Work to be completed
The full data must be written out exactly, with every line included.

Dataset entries
━━━━

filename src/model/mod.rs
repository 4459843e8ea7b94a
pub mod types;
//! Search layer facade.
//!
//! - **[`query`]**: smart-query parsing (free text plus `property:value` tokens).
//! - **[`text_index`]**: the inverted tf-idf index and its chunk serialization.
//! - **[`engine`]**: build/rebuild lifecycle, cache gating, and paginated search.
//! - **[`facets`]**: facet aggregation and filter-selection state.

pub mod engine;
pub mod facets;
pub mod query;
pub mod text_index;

━━━━

Result for this exercise
filename src/model/mod.rs
repository 4459843e8ea7b94a
pub mod types;
//! Search layer facade.
//!
//! - **[`query`]**: smart-query parsing (free text plus `property:value` tokens).
//! - **[`text_index`]**: the inverted tf-idf index and its chunk serialization.
//! - **[`engine`]**: build/rebuild lifecycle, cache gating, and paginated search.
//! - **[`facets`]**: facet aggregation and filter-selection state.

pub mod engine;
pub mod facets;
pub mod query;
pub mod text_index;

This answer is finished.